APEX — About 108 acres of rural land off Green Level West Road will become a high-priced housing development, despite protests from neighbors.
The Apex Town Council agreed to rezone the property Tuesday.
Some residents of nearby Castleberry Road said they worried about increased density, loss of wildlife and potential effects on Castlebury Lake and Jordan Lake. About 25 people who opposed the project showed up to Tuesday’s public hearing in green shirts with the words “Castleberry Rural Resident” across the front.
This part of extreme western Wake County has about one home per acre. The new zoning for the high-end development will allow multiple homes per acre.
“It’s not consistent with our neighborhood,” said Tom Kendig. “We have a rural community. Yet they want to bring intensive development.”
But residents’ concerns didn’t dissuade the council, which voted unanimously to rezone the property from rural residential to low-density conditional.

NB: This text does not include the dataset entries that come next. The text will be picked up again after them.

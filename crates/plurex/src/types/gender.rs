use std::fmt;

use plurex_semantics::TokenType;
use serde::{Deserialize, Serialize};

/// Grammatical gender used to pick agreeing translation variants.
#[derive(Debug, Clone, Copy, PartialEq, Eq, Hash, Serialize, Deserialize)]
#[serde(rename_all = "UPPERCASE")]
pub enum Gender {
    Masculine,
    Feminine,
    Neuter,
}

impl Gender {
    pub const ALL: [Gender; 3] = [Gender::Masculine, Gender::Feminine, Gender::Neuter];

    /// Look up a gender by its literal name (`MASCULINE`, `FEMININE`, `NEUTER`).
    ///
    /// Matching is case-sensitive, like the expression tokenizer.
    pub fn by_name(name: &str) -> Option<Gender> {
        Self::ALL.into_iter().find(|g| g.name() == name)
    }

    /// The gender named by a literal token type, if it is one.
    pub fn from_token_type(token_type: TokenType) -> Option<Gender> {
        match token_type {
            TokenType::Masculine => Some(Gender::Masculine),
            TokenType::Feminine => Some(Gender::Feminine),
            TokenType::Neuter => Some(Gender::Neuter),
            _ => None,
        }
    }

    pub fn name(self) -> &'static str {
        match self {
            Gender::Masculine => "MASCULINE",
            Gender::Feminine => "FEMININE",
            Gender::Neuter => "NEUTER",
        }
    }
}

impl fmt::Display for Gender {
    fn fmt(&self, f: &mut fmt::Formatter<'_>) -> fmt::Result {
        f.write_str(self.name())
    }
}
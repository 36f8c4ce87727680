//! Shared plurex expression semantics used by both runtime and macro validation.
//!
//! This crate owns the token model, the tokenizer and the shunting-yard
//! conversion to postfix order so that `plurex-macros` can reject malformed
//! expressions at compile time with exactly the rules `plurex` applies at
//! runtime.

mod error;
mod lexer;
mod postfix;
mod structure;
mod token;

pub use error::SyntaxError;
pub use lexer::tokenize;
pub use postfix::to_postfix;
pub use structure::check_structure;
pub use token::{GENDER_LITERALS, LITERALS, PLURAL_LITERALS, Token, TokenType};

/// Tokenize an expression and convert it to postfix order in one step.
pub fn parse_postfix(expression: &str) -> Result<Vec<Token>, SyntaxError> {
    let tokens = tokenize(expression)?;
    to_postfix(&tokens)
}
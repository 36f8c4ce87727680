//! Miette diagnostic wrapper for expression syntax errors.
//!
//! Note: This module has an exception for `unused_assignments` because miette
//! derive macros read struct fields in generated code that rustc cannot track.
#![allow(unused_assignments)]

use miette::{Diagnostic, NamedSource, SourceSpan};
use plurex::SyntaxError;
use thiserror::Error;

/// A miette-compatible diagnostic for expression syntax errors.
///
/// Note: Fields are read by miette derive macros, not directly by code.
#[derive(Debug, Error, Diagnostic)]
#[error("syntax error: {message}")]
#[diagnostic(code(plurex::syntax))]
pub struct SyntaxDiagnostic {
    #[source_code]
    src: NamedSource<String>,

    #[label("{label}")]
    span: SourceSpan,

    label: String,

    message: String,

    #[help]
    help: Option<String>,
}

impl SyntaxDiagnostic {
    /// Create a diagnostic pointing into the expression source.
    ///
    /// Tokenization errors carry a byte offset; the other syntax errors are
    /// reported against the whole expression.
    pub fn from_syntax_error(name: &str, source: &str, err: &SyntaxError) -> Self {
        let (offset, len, label) = match err {
            SyntaxError::Tokenization { position, found } => {
                (*position, found.len().max(1), "not a valid token")
            }
            SyntaxError::UnbalancedGroup { .. } | SyntaxError::Malformed { .. } => {
                (0, source.len(), "in this expression")
            }
        };

        // Clamp the span to the source to avoid a miette panic on out-of-bounds
        let offset = offset.min(source.len());
        let len = len.min(source.len() - offset);

        SyntaxDiagnostic {
            src: NamedSource::new(name, source.to_string()),
            span: (offset, len).into(),
            label: label.to_string(),
            message: err.to_string(),
            help: help_for(err),
        }
    }
}

/// Suggest the operator a stray character was probably meant to be.
fn help_for(err: &SyntaxError) -> Option<String> {
    let SyntaxError::Tokenization { found, .. } = err else {
        return None;
    };
    let suggestion = match found.chars().next()? {
        '=' => "use '==' to test equality",
        '!' => "use '!=' to test inequality",
        '&' => "use '&&' to combine conditions",
        '|' => "use '||' to combine conditions",
        '-' => "negative literals are not supported; bind the value to a variable",
        _ => return None,
    };
    Some(suggestion.to_string())
}
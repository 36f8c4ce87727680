//! CLDR plural category resolution.
//!
//! Comparisons such as `n == FEW` need the plural category of `n` in the
//! current language. The evaluator asks a [`PluralResolver`] for it, so the
//! rule tables stay outside the evaluator and tests can inject fakes.
//!
//! [`CldrPluralResolver`] is the standard implementation, backed by
//! `icu_plurals`. Plural rules are cached per thread per language and rule
//! type to avoid re-creating `PluralRules` instances on every call.

use std::cell::RefCell;

use fixed_decimal::Decimal;
use icu_locale_core::Locale;
use icu_plurals::{PluralRuleType, PluralRules};

use crate::interpreter::EvalError;
use crate::interpreter::operand::OperandType;
use crate::types::{Number, PluralCategory};

/// Maps a number and a language to a plural category.
pub trait PluralResolver {
    /// Resolve the plural category of `number` in `lang`.
    ///
    /// # Errors
    ///
    /// Returns [`EvalError::UnsupportedLocale`] when no rules exist for `lang`.
    fn plural_category(&self, number: Number, lang: &str) -> Result<PluralCategory, EvalError>;
}

impl<F> PluralResolver for F
where
    F: Fn(Number, &str) -> Result<PluralCategory, EvalError>,
{
    fn plural_category(&self, number: Number, lang: &str) -> Result<PluralCategory, EvalError> {
        self(number, lang)
    }
}

/// Supported language codes for plural rule resolution.
const SUPPORTED_LANGUAGES: &[&str] = &[
    "ar", "bn", "de", "el", "en", "es", "fa", "fr", "he", "hi", "id", "it", "ja", "ko", "nl", "pl",
    "pt", "ro", "ru", "th", "tr", "uk", "vi", "zh",
];

thread_local! {
    /// Per-thread cache of `PluralRules` keyed by language code and rule type.
    static PLURAL_RULES_CACHE: RefCell<Vec<(&'static str, PluralRuleType, PluralRules)>> =
        const { RefCell::new(Vec::new()) };
}

/// Plural resolver using the CLDR data compiled into `icu_plurals`.
///
/// # Examples
///
/// ```
/// use plurex::{CldrPluralResolver, Number, PluralCategory, PluralResolver};
///
/// let cardinal = CldrPluralResolver::cardinal();
/// assert_eq!(
///     cardinal.plural_category(Number::Integer(5), "ru").unwrap(),
///     PluralCategory::Many
/// );
///
/// let ordinal = CldrPluralResolver::ordinal();
/// assert_eq!(
///     ordinal.plural_category(Number::Integer(2), "en-US").unwrap(),
///     PluralCategory::Two
/// );
/// ```
#[derive(Debug, Clone, Copy, PartialEq, Eq)]
pub struct CldrPluralResolver {
    rule_type: PluralRuleType,
}

impl CldrPluralResolver {
    /// Counting rules: "1 card", "2 cards".
    pub const fn cardinal() -> Self {
        Self {
            rule_type: PluralRuleType::Cardinal,
        }
    }

    /// Ranking rules: "1st", "2nd", "3rd".
    pub const fn ordinal() -> Self {
        Self {
            rule_type: PluralRuleType::Ordinal,
        }
    }

    pub fn rule_type(&self) -> PluralRuleType {
        self.rule_type
    }
}

impl Default for CldrPluralResolver {
    fn default() -> Self {
        Self::cardinal()
    }
}

impl PluralResolver for CldrPluralResolver {
    fn plural_category(&self, number: Number, lang: &str) -> Result<PluralCategory, EvalError> {
        let code = language_code(lang).ok_or_else(|| EvalError::UnsupportedLocale {
            locale: lang.to_string(),
        })?;
        PLURAL_RULES_CACHE.with_borrow_mut(|cache| {
            if let Some((_, _, rules)) = cache
                .iter()
                .find(|(c, ty, _)| *c == code && *ty == self.rule_type)
            {
                return category_for(rules, number);
            }
            let rules = build_rules(code, self.rule_type, lang)?;
            let category = category_for(&rules, number);
            cache.push((code, self.rule_type, rules));
            category
        })
    }
}

/// Extract the language subtag of a locale tag and map it to a supported
/// static code: `"en-US"` becomes `"en"`.
fn language_code(lang: &str) -> Option<&'static str> {
    let locale = Locale::try_from_str(lang).ok()?;
    let language = locale.id.language.as_str();
    SUPPORTED_LANGUAGES
        .iter()
        .find(|&&code| code == language)
        .copied()
}

/// Build `PluralRules` for a supported language code.
fn build_rules(
    code: &'static str,
    rule_type: PluralRuleType,
    requested: &str,
) -> Result<PluralRules, EvalError> {
    let unsupported = || EvalError::UnsupportedLocale {
        locale: requested.to_string(),
    };
    let locale = Locale::try_from_str(code).map_err(|_| unsupported())?;
    PluralRules::try_new(locale.into(), rule_type.into()).map_err(|_| unsupported())
}

fn category_for(rules: &PluralRules, number: Number) -> Result<PluralCategory, EvalError> {
    match number {
        Number::Integer(n) => Ok(rules.category_for(n).into()),
        Number::Decimal { .. } => {
            let text = number.to_string();
            let decimal = Decimal::try_from_str(&text).map_err(|_| {
                EvalError::TypeExtraction {
                    symbol: text.clone(),
                    expected: OperandType::Plural,
                }
            })?;
            Ok(rules.category_for(&decimal).into())
        }
    }
}

#[cfg(test)]
mod tests {
    use super::*;

    #[test]
    fn region_subtags_are_ignored() {
        assert_eq!(language_code("en-US"), Some("en"));
        assert_eq!(language_code("pt-BR"), Some("pt"));
        assert_eq!(language_code("ru"), Some("ru"));
    }

    #[test]
    fn unknown_languages_are_unsupported() {
        assert_eq!(language_code("xx"), None);
        assert_eq!(language_code("not a locale"), None);
        let err = CldrPluralResolver::cardinal()
            .plural_category(Number::Integer(1), "xx")
            .unwrap_err();
        assert_eq!(
            err,
            EvalError::UnsupportedLocale {
                locale: "xx".to_string()
            }
        );
    }

    #[test]
    fn cache_separates_rule_types() {
        let cardinal = CldrPluralResolver::cardinal();
        let ordinal = CldrPluralResolver::ordinal();
        assert_eq!(
            cardinal.plural_category(Number::Integer(2), "en").unwrap(),
            PluralCategory::Other
        );
        assert_eq!(
            ordinal.plural_category(Number::Integer(2), "en").unwrap(),
            PluralCategory::Two
        );
        assert_eq!(
            cardinal.plural_category(Number::Integer(2), "en").unwrap(),
            PluralCategory::Other
        );
    }

    #[test]
    fn decimals_use_visible_fraction_digits() {
        let cardinal = CldrPluralResolver::cardinal();
        assert_eq!(
            cardinal.plural_category(Number::decimal(1.5), "en").unwrap(),
            PluralCategory::Other
        );
        assert_eq!(
            cardinal.plural_category(Number::decimal(1.5), "fr").unwrap(),
            PluralCategory::One
        );
        let written = Number::parse("1.0").unwrap();
        assert_eq!(
            cardinal.plural_category(written, "en").unwrap(),
            PluralCategory::Other
        );
        assert_eq!(
            cardinal.plural_category(Number::Integer(1), "en").unwrap(),
            PluralCategory::One
        );
    }
}
//! Parsed condition expressions.

use std::collections::HashMap;
use std::fmt;
use std::str::FromStr;

use plurex_semantics::{Token, check_structure, parse_postfix};

use crate::interpreter::plural::{CldrPluralResolver, PluralResolver};
use crate::interpreter::rpn::eval_postfix;
use crate::interpreter::{EvalContext, EvalError, EvalWarning};
use crate::types::Value;

/// A condition converted to postfix order, ready to be evaluated any number
/// of times against different contexts and languages.
///
/// # Example
///
/// ```
/// use plurex::{Expression, context};
///
/// let expr: Expression = "n == ONE".parse().unwrap();
/// assert!(expr.evaluate(&context! { "n" => 1 }, "en").unwrap());
/// assert!(!expr.evaluate(&context! { "n" => 4 }, "en").unwrap());
/// ```
#[derive(Debug, Clone, PartialEq, Eq)]
pub struct Expression {
    source: String,
    postfix: Vec<Token>,
}

impl Expression {
    /// Tokenize and convert an expression.
    ///
    /// # Errors
    ///
    /// Returns [`EvalError::Syntax`] for unrecognized input or unbalanced
    /// parentheses. Operator arity is checked at evaluation time.
    pub fn parse(source: &str) -> Result<Self, EvalError> {
        Ok(Self {
            source: source.to_string(),
            postfix: parse_postfix(source)?,
        })
    }

    /// Build an expression from tokens already in postfix order.
    ///
    /// Used by the `expr!` macro, which converts at compile time.
    pub fn from_postfix(source: impl Into<String>, postfix: Vec<Token>) -> Self {
        Self {
            source: source.into(),
            postfix,
        }
    }

    /// The original source text.
    pub fn source(&self) -> &str {
        &self.source
    }

    /// The postfix token sequence.
    pub fn postfix(&self) -> &[Token] {
        &self.postfix
    }

    /// Check operator arity and value/condition placement without a context.
    ///
    /// This is the check the `expr!` macro runs at compile time. An
    /// expression that passes it can still fail at evaluation time with a
    /// type error.
    pub fn check(&self) -> Result<(), EvalError> {
        check_structure(&self.postfix)?;
        Ok(())
    }

    /// Evaluate against `context` using CLDR cardinal plural rules for `lang`.
    pub fn evaluate(&self, context: &HashMap<String, Value>, lang: &str) -> Result<bool, EvalError> {
        self.evaluate_with(context, lang, &CldrPluralResolver::cardinal())
    }

    /// Evaluate with a custom plural resolver.
    pub fn evaluate_with(
        &self,
        context: &HashMap<String, Value>,
        lang: &str,
        resolver: &dyn PluralResolver,
    ) -> Result<bool, EvalError> {
        let mut ctx = EvalContext::new(context);
        self.evaluate_in(&mut ctx, lang, resolver)
    }

    /// Evaluate and also return the warnings collected along the way.
    pub fn evaluate_with_warnings(
        &self,
        context: &HashMap<String, Value>,
        lang: &str,
        resolver: &dyn PluralResolver,
    ) -> Result<(bool, Vec<EvalWarning>), EvalError> {
        let mut ctx = EvalContext::new(context);
        let result = self.evaluate_in(&mut ctx, lang, resolver)?;
        Ok((result, ctx.take_warnings()))
    }

    /// Evaluate inside an existing context, accumulating its warnings.
    pub fn evaluate_in(
        &self,
        ctx: &mut EvalContext<'_>,
        lang: &str,
        resolver: &dyn PluralResolver,
    ) -> Result<bool, EvalError> {
        eval_postfix(&self.postfix, ctx, lang, resolver)
    }
}

impl FromStr for Expression {
    type Err = EvalError;

    fn from_str(s: &str) -> Result<Self, Self::Err> {
        Self::parse(s)
    }
}

impl fmt::Display for Expression {
    fn fmt(&self, f: &mut fmt::Formatter<'_>) -> fmt::Result {
        f.write_str(&self.source)
    }
}
use plurex_semantics::{
    GENDER_LITERALS, LITERALS, PLURAL_LITERALS, SyntaxError, Token, TokenType, check_structure,
    parse_postfix, to_postfix, tokenize,
};

fn symbols(tokens: &[Token]) -> Vec<&str> {
    tokens.iter().map(Token::symbol).collect()
}

#[test]
fn every_fixed_symbol_lexes_to_its_type() {
    let fixed = [
        TokenType::GroupStart,
        TokenType::GroupEnd,
        TokenType::And,
        TokenType::Or,
        TokenType::LessThan,
        TokenType::GreaterThan,
        TokenType::EqualTo,
        TokenType::NotEqualTo,
        TokenType::LessThanOrEqualTo,
        TokenType::GreaterThanOrEqualTo,
    ];
    for ty in fixed.iter().chain(LITERALS) {
        let symbol = ty.symbol().unwrap();
        let tokens = tokenize(symbol).unwrap();
        assert_eq!(tokens, vec![Token::fixed(*ty)], "symbol {symbol}");
    }
}

#[test]
fn literal_tables_partition_literals() {
    assert_eq!(PLURAL_LITERALS.len() + GENDER_LITERALS.len(), LITERALS.len());
    assert!(PLURAL_LITERALS.iter().all(|t| t.is_plural_literal()));
    assert!(GENDER_LITERALS.iter().all(|t| t.is_gender_literal()));
}

#[test]
fn tokens_follow_source_order() {
    let tokens = tokenize("(count >= 2 && g != FEMININE) || count == ZERO").unwrap();
    assert_eq!(
        symbols(&tokens),
        vec![
            "(", "count", ">=", "2", "&&", "g", "!=", "FEMININE", ")", "||", "count", "==",
            "ZERO"
        ]
    );
}

#[test]
fn unrecognized_input_reports_offset() {
    let err = tokenize("n == 1 & m == 2").unwrap_err();
    assert_eq!(
        err,
        SyntaxError::Tokenization {
            position: 7,
            found: "&".to_string()
        }
    );
    assert_eq!(err.to_string(), "unrecognized input '&' at offset 7");
}

#[test]
fn negative_numbers_are_not_part_of_the_language() {
    assert!(matches!(
        tokenize("n > -1"),
        Err(SyntaxError::Tokenization { position: 4, .. })
    ));
}

#[test]
fn parse_postfix_chains_both_stages() {
    let tokens = tokenize("a < 1 || b > 2").unwrap();
    assert_eq!(parse_postfix("a < 1 || b > 2"), to_postfix(&tokens));
    assert_eq!(
        symbols(&parse_postfix("a < 1 || b > 2").unwrap()),
        vec!["a", "1", "<", "b", "2", ">", "||"]
    );
}

#[test]
fn balanced_grammar_expressions_convert_and_check() {
    let expressions = [
        "1==1",
        "n == ONE",
        "(n == ONE)",
        "((a > 1) && (b <= 5)) || (c == MASCULINE && d != NEUTER)",
        "a > 1 && b < 5 && c >= 6 || d <= 7",
        "x == OTHER || (y == FEW && (z == MANY || w == TWO))",
    ];
    for expression in expressions {
        let postfix = parse_postfix(expression)
            .unwrap_or_else(|e| panic!("{expression}: {e}"));
        assert!(
            !postfix
                .iter()
                .any(|t| matches!(t.token_type(), TokenType::GroupStart | TokenType::GroupEnd)),
            "{expression}: groups leaked into postfix"
        );
        check_structure(&postfix).unwrap_or_else(|e| panic!("{expression}: {e}"));
    }
}

#[test]
fn malformed_messages_name_the_operator() {
    let err = check_structure(&parse_postfix("a || b").unwrap()).unwrap_err();
    assert_eq!(
        err.to_string(),
        "malformed expression: '||' combines conditions, not values"
    );
}
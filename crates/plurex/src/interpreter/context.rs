//! Evaluation context wrapping the caller's variable bindings.

use std::collections::HashMap;
use std::mem;

use crate::interpreter::error::EvalWarning;
use crate::types::Value;

/// Per-call evaluation state.
///
/// Borrows the caller's variables read-only and collects warnings about
/// operands that could not be resolved. Nothing is retained across calls.
pub struct EvalContext<'a> {
    /// Variables available during evaluation.
    params: &'a HashMap<String, Value>,
    /// Warnings collected during evaluation, without duplicates.
    warnings: Vec<EvalWarning>,
}

impl<'a> EvalContext<'a> {
    /// Create a context over the given variables.
    pub fn new(params: &'a HashMap<String, Value>) -> Self {
        Self {
            params,
            warnings: Vec::new(),
        }
    }

    /// Get a variable's value.
    pub fn get_param(&self, name: &str) -> Option<&'a Value> {
        self.params.get(name)
    }

    /// Names of all bound variables, sorted.
    pub fn param_names(&self) -> Vec<String> {
        let mut names: Vec<String> = self.params.keys().cloned().collect();
        names.sort();
        names
    }

    /// Add a runtime warning to this context.
    pub fn add_warning(&mut self, warning: EvalWarning) {
        if !self.warnings.contains(&warning) {
            self.warnings.push(warning);
        }
    }

    /// Drain all collected warnings from this context.
    pub fn take_warnings(&mut self) -> Vec<EvalWarning> {
        mem::take(&mut self.warnings)
    }

    /// Get a reference to collected warnings.
    pub fn warnings(&self) -> &[EvalWarning] {
        &self.warnings
    }
}
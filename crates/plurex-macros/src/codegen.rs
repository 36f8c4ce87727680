//! Code generation for the expr! macro.
//!
//! Emits the already converted postfix tokens as a literal vector so the
//! runtime only evaluates.

use plurex_semantics::Token;
use proc_macro2::TokenStream;
use quote::{format_ident, quote};

/// Produce an `Expression` constructor for a validated postfix sequence.
pub fn codegen(source: &str, postfix: &[Token]) -> TokenStream {
    let tokens: Vec<TokenStream> = postfix.iter().map(generate_token).collect();

    quote! {
        ::plurex::Expression::from_postfix(#source, ::std::vec![#(#tokens),*])
    }
}

fn generate_token(token: &Token) -> TokenStream {
    let variant = format_ident!("{}", token.token_type().variant_name());
    let symbol = token.symbol();
    quote! {
        ::plurex::Token::new(::plurex::TokenType::#variant, #symbol)
    }
}
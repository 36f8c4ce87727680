//! Expression tokenizer using winnow.
//!
//! Splits a condition such as `(a > 1 && b < 5) || c == MASCULINE` into
//! tokens. Fixed symbols are matched longest-first, so `<=` never lexes as
//! `<` followed by a stray `=`.

use winnow::ascii::digit1;
use winnow::combinator::{alt, opt};
use winnow::prelude::*;
use winnow::token::{one_of, take_while};

use crate::error::SyntaxError;
use crate::token::{Token, TokenType};

/// Tokenize an expression, preserving source order.
///
/// # Errors
///
/// Returns [`SyntaxError::Tokenization`] with the byte offset of the first
/// character that does not start any token.
pub fn tokenize(expression: &str) -> Result<Vec<Token>, SyntaxError> {
    let mut remaining = expression;
    let mut tokens = Vec::new();
    loop {
        remaining = remaining.trim_start_matches(|c: char| c.is_ascii_whitespace());
        if remaining.is_empty() {
            return Ok(tokens);
        }
        let start = remaining;
        match token(&mut remaining) {
            Ok(t) => tokens.push(t),
            Err(_) => {
                return Err(SyntaxError::Tokenization {
                    position: expression.len() - start.len(),
                    found: start.chars().next().map(String::from).unwrap_or_default(),
                });
            }
        }
    }
}

/// Parse a single token.
fn token(input: &mut &str) -> ModalResult<Token> {
    alt((operator, number, identifier)).parse_next(input)
}

/// Parse an operator or grouping symbol. Two-character symbols come first.
fn operator(input: &mut &str) -> ModalResult<Token> {
    alt((
        "&&".value(TokenType::And),
        "||".value(TokenType::Or),
        "<=".value(TokenType::LessThanOrEqualTo),
        ">=".value(TokenType::GreaterThanOrEqualTo),
        "==".value(TokenType::EqualTo),
        "!=".value(TokenType::NotEqualTo),
        '<'.value(TokenType::LessThan),
        '>'.value(TokenType::GreaterThan),
        '('.value(TokenType::GroupStart),
        ')'.value(TokenType::GroupEnd),
    ))
    .map(Token::fixed)
    .parse_next(input)
}

/// Parse an integer or decimal literal: `42`, `1.5`.
fn number(input: &mut &str) -> ModalResult<Token> {
    (digit1, opt(('.', digit1)))
        .take()
        .map(Token::number)
        .parse_next(input)
}

/// Parse an identifier, classifying literal names.
fn identifier(input: &mut &str) -> ModalResult<Token> {
    (one_of(is_ident_start), take_while(0.., is_ident_cont))
        .take()
        .map(|name: &str| match TokenType::from_literal_name(name) {
            Some(literal) => Token::fixed(literal),
            None => Token::variable(name),
        })
        .parse_next(input)
}

fn is_ident_start(c: char) -> bool {
    c.is_ascii_alphabetic() || c == '_'
}

fn is_ident_cont(c: char) -> bool {
    c.is_ascii_alphanumeric() || c == '_'
}

#[cfg(test)]
mod tests {
    use super::*;

    fn types(expression: &str) -> Vec<TokenType> {
        tokenize(expression)
            .unwrap()
            .iter()
            .map(Token::token_type)
            .collect()
    }

    #[test]
    fn longest_match_wins() {
        assert_eq!(
            types("a<=1"),
            vec![
                TokenType::Variable,
                TokenType::LessThanOrEqualTo,
                TokenType::Number
            ]
        );
        // A spaced-out `< =` leaves a lone `=`, which is not a token.
        assert!(matches!(
            tokenize("a < = 1"),
            Err(SyntaxError::Tokenization { position: 4, .. })
        ));
    }

    #[test]
    fn whitespace_is_optional() {
        assert_eq!(types("n==ONE"), types("  n  ==  ONE  "));
    }

    #[test]
    fn number_keeps_literal_text() {
        let tokens = tokenize("x >= 10.25").unwrap();
        assert_eq!(tokens[2], Token::number("10.25"));
    }

    #[test]
    fn literal_names_are_case_sensitive() {
        assert_eq!(types("One"), vec![TokenType::Variable]);
        assert_eq!(types("ONE"), vec![TokenType::One]);
        assert_eq!(types("ONES"), vec![TokenType::Variable]);
    }

    #[test]
    fn trailing_dot_is_rejected() {
        let err = tokenize("n == 1.").unwrap_err();
        assert_eq!(
            err,
            SyntaxError::Tokenization {
                position: 6,
                found: ".".to_string()
            }
        );
    }
}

Developer Standard Pacific of the Carolinas agreed to conditions that address density and infrastructure. The minimum lot size will be 10,000 square feet. The developer will: help pay for a regional sewage pump station; install sewer lines and a smaller pump station in the Castleberry area; and pay for repairs and a study of the Castlebury Lake dam.
Standard Pacific will put in about $2 million to $3 million in infrastructure, said Tom Beebe, director of land acquisition for the company.
Of the 108 acres on the Wake County side of the development – seven are in Chatham County – only about 75 acres is developable, Beebe said. About 25 to 30 acres will be set aside for wetlands, buffers, roads and open space.
The subdivision will have about 135 homes with an average price of about $530,000, he said. Home sizes will range from 3,100 square feet to 5,000 square feet.
“It’s going to have lots of space, beautiful homes, and we’re going to protect that lake,” Beebe said.
Longtime Castleberry Road resident Patti Gamin is among those selling her property to Standard Pacific. She says the housing development is better than the sewage treatment plant that was once proposed for the area.
“I’m as big a tree hugger as they are,” Gamin said of her neighbors opposing the project. “But, you have to be realistic. With N.C. 540 and with (Research Triangle Park), that whole area is hot.”
The development will help meet a housing need in Apex, said councilman Gene Schulze.
He said he has talked to people who have moved out of Apex because they couldn’t find larger homes to meet the needs of their growing families.
“You are not going to have no impact,” Schulze said. “But it’s going to have a reasonable impact.”
Even with the lot size restrictions, Kendig still doesn’t think the development is a good fit for his neighborhood, which includes a vineyard.
He wishes Apex would stick to its land-use plan, which calls for keeping the area rural.
“We count on the land-use plan,” Kendig said. “It’s what we looked at when we decided to buy our homes.”